The era of 9-5 child care is ending as parents' needs shift
Parents are increasingly looking for customized, patchwork child care arrangements that reflect the ways their own workplace realities have changed.
The big picture: The shift away from 9-5 daycare and toward "configurable" arrangements — perhaps a babysitter two days a week, and other arrangements for the rest — is a response to both the realities of hybrid work and the soaring cost of child care.
By the numbers: 51% of U.S. parents say they'll spend over 20% of their income on child care this year —far more than the 7% that the federal government defines as "affordable" — according to a survey that Care.com provided first to Axios.
- In 2019, only 31% of parents said they'd spend that much.
- Higher costs are driving long-term changes in how and where child care takes place.
"It’s a huge sea change, it’s significant," Care.com CEO Tim Allen tells Axios. "Families are coming to look for child care that they can work into the new world order" of fluid work-from-home schedules.
- "They don't need the 9-5 nanny or 9-5 daycare anymore," he said. "They need two days a week, or they need someone to pick up the child from school and then stay for a couple of hours while they're at work."
UrbanSitter is seeing the same trends, plus a rise in families pooling resources for nanny shares — which became known during the pandemic as a "pod."
- More families are "trying to find a single care provider that they can guarantee a minimum number of hours a week but have some flexibility within that," UrbanSitter co-founder and CEO Lynn Perkins tells Axios.
- "Parents are saying, 'Hey, I need at least four afternoons a week in this time range, but I'm somewhat flexible," she added.
Driving the news: In its 9th-annual cost-of-care survey, Care.com found that weekly nanny rates rose 23% during the pandemic — to a national average of $694 for one child, up from $565 in 2019.
- At the same time, after-school babysitting rates rose 7%, to a national average of $261 a week.
- Child care center rates rose 5% to $226 a week — if you can find one with availability.
- "This is an economic issue not only for families but for all Americans," Allen told Axios. "With less disposable income to spend on other goods and services and more being deployed towards child care, families are just trying to make ends meet."
Yes, but: In-home child care and daycare centers are an out-of-reach luxury for many working Americans — particularly those who don't have the option of working from home.
- For them, patchwork care continues to be the norm — and their arrangements are often more tenuous than the babysitters typically hired online.
Between the lines: Rate increases are drawing more qualified sitters and nannies into the field: Former teachers, daycare workers, tutors, occupational therapists, etc.
- Their credentials are helping drive up babysitting fees even faster — which is good news for the providers, who have long been underpaid.
- As parents' needs shift, "you're starting to see more nannies who are picking up multiple jobs" to maximize their income — as well as families hiring more than one sitter for the week's coverage, Allen said.
- "So you're seeing multiple caregivers come into a household, versus it being a primary caregiver," he said.
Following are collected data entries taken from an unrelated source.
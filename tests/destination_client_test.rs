use anyhow::Result;
use httpmock::prelude::*;
use media_transfer::adapters::MemoryLogSink;
use media_transfer::core::{DestinationClient, MediaUploader};
use media_transfer::domain::model::{AuthMode, DestinationConfig, LogLevel};
use media_transfer::domain::ports::LogSink;
use media_transfer::TransferError;
use serde_json::json;
use std::sync::Arc;
use std::time::Duration;
use tokio_util::sync::CancellationToken;

fn new_client(config: DestinationConfig) -> (DestinationClient, Arc<MemoryLogSink>) {
    let log = Arc::new(MemoryLogSink::new());
    let client = DestinationClient::new(config, log.clone()).unwrap();
    (client, log)
}

#[tokio::test]
async fn test_upload_sends_json_payload_with_bearer_token() -> Result<()> {
    let server = MockServer::start();
    let upload = server.mock(|when, then| {
        when.method(POST)
            .path("/api/media/1001/upload")
            .header("authorization", "Bearer secret-token")
            .header("accept", "application/json")
            .json_body(json!({
                "Filename": "cat.jpg",
                "Content": "data:image/jpeg;base64,Y2F0",
                "Description": ""
            }));
        then.status(201).json_body(json!({ "id": 1 }));
    });

    let (client, log) = new_client(
        DestinationConfig::new(server.url("/api"), "/media/{categoryId}/upload")
            .with_token(AuthMode::Bearer, "secret-token"),
    );

    let uploaded = client
        .upload_media(
            "1001",
            "cat.jpg",
            "data:image/jpeg;base64,Y2F0",
            "",
            &CancellationToken::new(),
        )
        .await?;

    assert!(uploaded);
    upload.assert();

    let success = log
        .all_logs()
        .into_iter()
        .find(|r| r.level == LogLevel::Success)
        .unwrap();
    assert_eq!(success.context.category_id.as_deref(), Some("1001"));
    assert_eq!(success.context.file_name.as_deref(), Some("cat.jpg"));
    Ok(())
}

#[tokio::test]
async fn test_auth_header_shapes_on_the_wire() -> Result<()> {
    let cases = [
        (AuthMode::OAuth, "authorization", "OAuth tok"),
        (AuthMode::Jwt, "authorization", "JWT tok"),
        (AuthMode::ApiKey, "x-api-key", "tok"),
    ];

    for (mode, header, expected) in cases {
        let server = MockServer::start();
        let upload = server.mock(|when, then| {
            when.method(POST).path("/media/7").header(header, expected);
            then.status(200);
        });

        let (client, _) = new_client(
            DestinationConfig::new(server.base_url(), "media").with_token(mode, "tok"),
        );
        assert!(
            client
                .upload_media("7", "a.png", "data:image/png;base64,", "", &CancellationToken::new())
                .await?
        );
        upload.assert();
    }
    Ok(())
}

#[tokio::test]
async fn test_basic_auth_when_no_token_mode() -> Result<()> {
    let server = MockServer::start();
    let upload = server.mock(|when, then| {
        when.method(POST)
            .path("/media/5")
            .header("authorization", "Basic dXNlcjpwYXNz");
        then.status(200);
    });

    let (client, _) = new_client(
        DestinationConfig::new(server.base_url(), "media").with_basic_auth("user", "pass"),
    );
    assert!(
        client
            .upload_media("5", "a.gif", "data:image/gif;base64,", "", &CancellationToken::new())
            .await?
    );
    upload.assert();
    Ok(())
}

#[tokio::test]
async fn test_configured_upload_method() -> Result<()> {
    let server = MockServer::start();
    let upload = server.mock(|when, then| {
        when.method(PUT).path("/media/9");
        then.status(204);
    });

    let mut config =
        DestinationConfig::new(server.base_url(), "media").with_token(AuthMode::Bearer, "t");
    config.upload_method = "put".to_string();
    let (client, _) = new_client(config);

    assert!(
        client
            .upload_media("9", "a.webp", "data:image/webp;base64,", "", &CancellationToken::new())
            .await?
    );
    upload.assert();
    Ok(())
}

#[tokio::test]
async fn test_non_success_status_returns_false_and_logs_body() -> Result<()> {
    let server = MockServer::start();
    server.mock(|when, then| {
        when.method(POST).path("/media/1001");
        then.status(422).body("category is archived");
    });

    let (client, log) = new_client(
        DestinationConfig::new(server.base_url(), "media").with_token(AuthMode::Bearer, "t"),
    );

    let uploaded = client
        .upload_media("1001", "a.jpg", "data:image/jpeg;base64,", "", &CancellationToken::new())
        .await?;
    assert!(!uploaded);

    let error = log
        .all_logs()
        .into_iter()
        .find(|r| r.level == LogLevel::Error)
        .unwrap();
    assert!(error.message.contains("422"));
    assert_eq!(
        error.context.error_details.as_deref(),
        Some("category is archived")
    );
    Ok(())
}

#[tokio::test]
async fn test_transport_failure_is_destination_error() {
    let (client, log) = new_client(
        DestinationConfig::new("http://127.0.0.1:1", "media").with_token(AuthMode::Bearer, "t"),
    );

    let err = client
        .upload_media("1", "a.jpg", "data:image/jpeg;base64,", "", &CancellationToken::new())
        .await
        .unwrap_err();
    assert!(matches!(err, TransferError::DestinationConnection { .. }));
    assert!(log.all_logs().iter().any(|r| r.level == LogLevel::Error));

    let err = client.test_connection().await.unwrap_err();
    assert!(matches!(err, TransferError::DestinationConnection { .. }));
}

#[tokio::test]
async fn test_connection_check_status_handling() -> Result<()> {
    let server = MockServer::start();
    let check = server.mock(|when, then| {
        when.method(GET).path("/api/");
        then.status(200);
    });
    let (client, _) = new_client(
        DestinationConfig::new(server.url("/api"), "media").with_token(AuthMode::ApiKey, "k"),
    );
    assert!(client.test_connection().await?);
    check.assert();

    let server = MockServer::start();
    server.mock(|when, then| {
        when.method(GET).path("/");
        then.status(401);
    });
    let (client, log) = new_client(
        DestinationConfig::new(server.base_url(), "media").with_token(AuthMode::ApiKey, "k"),
    );
    assert!(!client.test_connection().await?);
    assert!(log.all_logs().iter().any(|r| r.level == LogLevel::Warning));
    Ok(())
}

#[tokio::test]
async fn test_stop_does_not_abort_request_in_flight() -> Result<()> {
    let server = MockServer::start();
    let upload = server.mock(|when, then| {
        when.method(POST).path("/media/1");
        then.status(200).delay(Duration::from_millis(500));
    });
    let (client, _) = new_client(
        DestinationConfig::new(server.base_url(), "media").with_token(AuthMode::Bearer, "t"),
    );

    let cancel = CancellationToken::new();
    let trigger = cancel.clone();
    tokio::spawn(async move {
        tokio::time::sleep(Duration::from_millis(100)).await;
        trigger.cancel();
    });

    let uploaded = client
        .upload_media("1", "a.jpg", "data:image/jpeg;base64,", "", &cancel)
        .await?;
    assert!(uploaded);
    assert!(cancel.is_cancelled());
    upload.assert();
    Ok(())
}

#[tokio::test]
async fn test_already_cancelled_upload_is_not_sent() {
    let server = MockServer::start();
    let upload = server.mock(|when, then| {
        when.method(POST);
        then.status(200);
    });
    let (client, _) = new_client(
        DestinationConfig::new(server.base_url(), "media").with_token(AuthMode::Bearer, "t"),
    );

    let cancel = CancellationToken::new();
    cancel.cancel();
    let err = client
        .upload_media("1", "a.jpg", "data:image/jpeg;base64,", "", &cancel)
        .await
        .unwrap_err();
    assert!(matches!(err, TransferError::Cancelled));
    upload.assert_hits(0);
}

#[tokio::test]
async fn test_request_timeout_surfaces_as_connection_error() {
    let server = MockServer::start();
    server.mock(|when, then| {
        when.method(POST).path("/media/1");
        then.status(200).delay(Duration::from_secs(3));
    });

    let mut config =
        DestinationConfig::new(server.base_url(), "media").with_token(AuthMode::Bearer, "t");
    config.timeout_seconds = Some(1);
    let (client, _) = new_client(config);

    let err = client
        .upload_media("1", "a.jpg", "data:image/jpeg;base64,", "", &CancellationToken::new())
        .await
        .unwrap_err();
    assert!(matches!(err, TransferError::DestinationConnection { .. }));
}

#[tokio::test]
async fn test_reconfigure_switches_target() -> Result<()> {
    let first = MockServer::start();
    let second = MockServer::start();
    let old = first.mock(|when, then| {
        when.method(POST);
        then.status(200);
    });
    let new = second.mock(|when, then| {
        when.method(POST)
            .path("/v2/items/3")
            .header("x-api-key", "fresh");
        then.status(200);
    });

    let (mut client, _) = new_client(
        DestinationConfig::new(first.base_url(), "media").with_token(AuthMode::Bearer, "t"),
    );
    client.configure(
        DestinationConfig::new(second.url("/v2"), "items/{categoryId}")
            .with_token(AuthMode::ApiKey, "fresh"),
    )?;

    assert!(
        client
            .upload_media("3", "a.jpg", "data:image/jpeg;base64,", "", &CancellationToken::new())
            .await?
    );
    new.assert();
    old.assert_hits(0);

    let bad = DestinationConfig::new(second.base_url(), "media").with_token(AuthMode::Bearer, "");
    assert!(matches!(
        client.configure(bad),
        Err(TransferError::Configuration { .. })
    ));
    assert_eq!(client.config().auth_mode, AuthMode::ApiKey);
    Ok(())
}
By the numbers: Washington, D.C., is the most expensive place in the U.S. to hire a nanny, with an average weekly rate of $855, according to a Care.com survey of 3,003 adults conducted in March.
- The states with the next-highest rates are Washington ($840), Massachusetts ($834), California ($829), and Colorado ($763).
What's next: Care.com plans to propose legislation that would let families accrue up to $10,500 a year in pre-tax dollars for qualified dependent care — money they could carry from job to job and that wouldn't expire.
- The $10,500 contribution limit was included in the American Rescue Plan but not made permanent.
- It's more than double the amount allowed today under flexible spending accounts, which don't carry money over from one year to the next.